Abstract

Study Objective: To assess the predictive value of history taking in the diagnosis of bowel endometriosis. Design: A prospective study between October 2004 and September 2008. Setting: University-affiliated tertiary referral centre for endometriosis. Patients: 454 consecutive women who underwent laparoscopic surgery for treatment of pelvic pain and/or infertility-associated endometriosis. Intervention: All patients completed a thorough history including a systematic check of bowel and non bowel symptoms. Logistic regression analyses were performed to investigate the predictive value of these symptoms in regards to bowel endometriosis. Measurements and Main Results: 36.5% had bowel endometriosis.

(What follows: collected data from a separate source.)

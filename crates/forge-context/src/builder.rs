use std::collections::HashMap;
use std::sync::Arc;

use forge_core::config_manager::ContextConfig;
use forge_core::{content_hash, ArtifactType, Context, ContextSources};
use parking_lot::RwLock;
use uuid::Uuid;

use crate::collaborators::{KnowledgeGraphSource, PatternSource, RagSource};
use crate::sanitize::sanitize;

/// Which optional collaborators to consult for one `build_context` call.
#[derive(Debug, Clone, Copy, Default)]
pub struct ContextRequest {
    pub include_rag: bool,
    pub include_kg: bool,
    pub include_patterns: bool,
    pub force_refresh: bool,
}

/// Assembles sanitized, size-capped prompt context from up to three
/// best-effort collaborators. Every collaborator is optional and its
/// failure degrades the context rather than failing the call — see
/// [`Context::is_degraded`].
pub struct ContextBuilder {
    config: ContextConfig,
    rag: Option<Arc<dyn RagSource>>,
    kg: Option<Arc<dyn KnowledgeGraphSource>>,
    patterns: Option<Arc<dyn PatternSource>>,
    cache: RwLock<HashMap<String, Context>>,
}

impl ContextBuilder {
    pub fn new(config: ContextConfig) -> Self {
        Self {
            config,
            rag: None,
            kg: None,
            patterns: None,
            cache: RwLock::new(HashMap::new()),
        }
    }

    pub fn with_rag(mut self, source: Arc<dyn RagSource>) -> Self {
        self.rag = Some(source);
        self
    }

    pub fn with_knowledge_graph(mut self, source: Arc<dyn KnowledgeGraphSource>) -> Self {
        self.kg = Some(source);
        self
    }

    pub fn with_patterns(mut self, source: Arc<dyn PatternSource>) -> Self {
        self.patterns = Some(source);
        self
    }

    fn cache_key(artifact_type: &ArtifactType, meeting_notes: &str, request: ContextRequest) -> String {
        content_hash(&format!(
            "{}|{}|{}|{}|{}",
            artifact_type.value(),
            meeting_notes,
            request.include_rag,
            request.include_kg,
            request.include_patterns
        ))
    }

    pub async fn build_context(
        &self,
        meeting_notes: &str,
        artifact_type: &ArtifactType,
        request: ContextRequest,
    ) -> Context {
        let key = Self::cache_key(artifact_type, meeting_notes, request);
        if !request.force_refresh {
            if let Some(cached) = self.cache.read().get(&key).cloned() {
                return cached;
            }
        }

        let sanitized_notes = sanitize(meeting_notes, self.config.max_meeting_notes_chars);

        let rag = if request.include_rag {
            match &self.rag {
                Some(source) => source.query(artifact_type, meeting_notes).await,
                None => None,
            }
        } else {
            None
        };
        let kg = if request.include_kg {
            match &self.kg {
                Some(source) => source.query(artifact_type, meeting_notes).await,
                None => None,
            }
        } else {
            None
        };
        let patterns = if request.include_patterns {
            match &self.patterns {
                Some(source) => source.query(artifact_type, meeting_notes).await,
                None => None,
            }
        } else {
            None
        };

        let mut assembled = format!(
            "## Requirements\n{}\n\n## Project Context (from codebase)\n{}",
            sanitized_notes,
            rag.as_ref()
                .map(|v| sanitize(&v.to_string(), self.config.max_rag_chars))
                .unwrap_or_default(),
        );
        if let Some(kg) = &kg {
            assembled.push_str(&format!(
                "\n\n## Knowledge Graph Context\n{}",
                sanitize(&kg.to_string(), self.config.max_rag_chars)
            ));
        }
        if let Some(patterns) = &patterns {
            assembled.push_str(&format!(
                "\n\n## Prior Pattern Context\n{}",
                sanitize(&patterns.to_string(), self.config.max_rag_chars)
            ));
        }

        if assembled.chars().count() < self.config.min_assembled_chars && !meeting_notes.trim().is_empty() {
            assembled = format!("## Requirements\n{}", sanitized_notes);
        }

        let context = Context {
            context_id: Uuid::new_v4(),
            meeting_notes: meeting_notes.to_string(),
            assembled,
            sources: ContextSources { rag, kg, patterns },
            created_at: chrono::Utc::now(),
        };

        self.cache.write().insert(key, context.clone());
        context
    }

    /// Returns the cached context for `(meeting_notes, artifact_type,
    /// request)` if present; on a cache miss, rebuilds with
    /// `force_refresh=true` regardless of what `request.force_refresh` says.
    pub async fn get_context_by_id(
        &self,
        meeting_notes: &str,
        artifact_type: &ArtifactType,
        mut request: ContextRequest,
    ) -> Context {
        let key = Self::cache_key(artifact_type, meeting_notes, request);
        if let Some(cached) = self.cache.read().get(&key).cloned() {
            return cached;
        }
        request.force_refresh = true;
        self.build_context(meeting_notes, artifact_type, request).await
    }
}

#[cfg(test)]
mod tests {
    use super::*;
    use async_trait::async_trait;

    struct StubRag(&'static str);

    #[async_trait]
    impl RagSource for StubRag {
        async fn query(&self, _artifact_type: &ArtifactType, _notes: &str) -> Option<serde_json::Value> {
            Some(serde_json::json!(self.0))
        }
    }

    struct FailingRag;

    #[async_trait]
    impl RagSource for FailingRag {
        async fn query(&self, _artifact_type: &ArtifactType, _notes: &str) -> Option<serde_json::Value> {
            None
        }
    }

    fn config() -> ContextConfig {
        ContextConfig {
            max_meeting_notes_chars: 8000,
            max_rag_chars: 12000,
            min_assembled_chars: 100,
        }
    }

    #[tokio::test]
    async fn builds_assembled_context_with_requirements_section() {
        let builder = ContextBuilder::new(config());
        let ctx = builder
            .build_context(
                "Build a login page with email and password",
                &ArtifactType::MermaidErd,
                ContextRequest::default(),
            )
            .await;
        assert!(ctx.assembled.contains("## Requirements"));
        assert!(ctx.assembled.contains("login page"));
    }

    #[tokio::test]
    async fn missing_collaborator_degrades_gracefully() {
        let builder = ContextBuilder::new(config());
        let ctx = builder
            .build_context(
                "some notes",
                &ArtifactType::MermaidErd,
                ContextRequest {
                    include_rag: true,
                    ..Default::default()
                },
            )
            .await;
        assert!(ctx.is_degraded());
    }

    #[tokio::test]
    async fn failing_rag_source_does_not_panic() {
        let builder = ContextBuilder::new(config()).with_rag(Arc::new(FailingRag));
        let ctx = builder
            .build_context(
                "some notes",
                &ArtifactType::MermaidErd,
                ContextRequest {
                    include_rag: true,
                    ..Default::default()
                },
            )
            .await;
        assert!(ctx.sources.rag.is_none());
    }

    #[tokio::test]
    async fn rag_content_is_included_when_present() {
        let builder = ContextBuilder::new(config()).with_rag(Arc::new(StubRag("relevant snippet")));
        let ctx = builder
            .build_context(
                "some notes",
                &ArtifactType::MermaidErd,
                ContextRequest {
                    include_rag: true,
                    ..Default::default()
                },
            )
            .await;
        assert!(ctx.assembled.contains("relevant snippet"));
        assert!(!ctx.is_degraded());
    }

    #[tokio::test]
    async fn cache_hit_returns_same_context_id() {
        let builder = ContextBuilder::new(config());
        let request = ContextRequest::default();
        let first = builder.build_context("same notes", &ArtifactType::MermaidErd, request).await;
        let second = builder.build_context("same notes", &ArtifactType::MermaidErd, request).await;
        assert_eq!(first.context_id, second.context_id);
    }

    #[tokio::test]
    async fn force_refresh_bypasses_cache() {
        let builder = ContextBuilder::new(config());
        let request = ContextRequest::default();
        let first = builder.build_context("same notes", &ArtifactType::MermaidErd, request).await;
        let second = builder
            .build_context(
                "same notes",
                &ArtifactType::MermaidErd,
                ContextRequest {
                    force_refresh: true,
                    ..request
                },
            )
            .await;
        assert_ne!(first.context_id, second.context_id);
    }

    #[tokio::test]
    async fn get_context_by_id_rebuilds_on_miss() {
        let builder = ContextBuilder::new(config());
        let ctx = builder
            .get_context_by_id("fresh notes", &ArtifactType::MermaidErd, ContextRequest::default())
            .await;
        assert!(ctx.assembled.contains("fresh notes"));
    }
}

Women with bowel endometriosis were more likely to have dyschezia (p value<0.001), constipation (p=0.001), diarrhoea (p=0.01), cyclical diarrhoea (p=0.009) and rectal bleeding (p value =0.028) compared to patients without bowel endometriosis. With regard to non bowel symptoms, dysmenorrhoea (p=0.02) and dyspareunia (p<0.001) were found to be significant predictors for bowel endometriosis. Using regression analyses, the odds ratio of dyschezia was 3.16 (95% CI: 2.07-4.82), rectal bleeding 2.76 (95% CI: 1.10-6.89), dyspareunia 2.35 (95% CI: 1.57-3.53), cyclical bowel frequency 1.89 (95% CI: 1.17-3.05), constipation 1.82 (95% CI: 1.16-2.85), diarrhoea 1.82 (95% CI: 1.16-2.85), and dysmenorrhoea 1.81 (95% CI: 1.08-3.01). Conclusion: A detailed systematic history of bowel and non bowel symptoms is an integral part in the evaluation of patients with endometriosis. Dyschezia is the most significant predictor followed by rectal bleeding. Findings from this study may contribute towards a surgical triage for patients with endometriosis.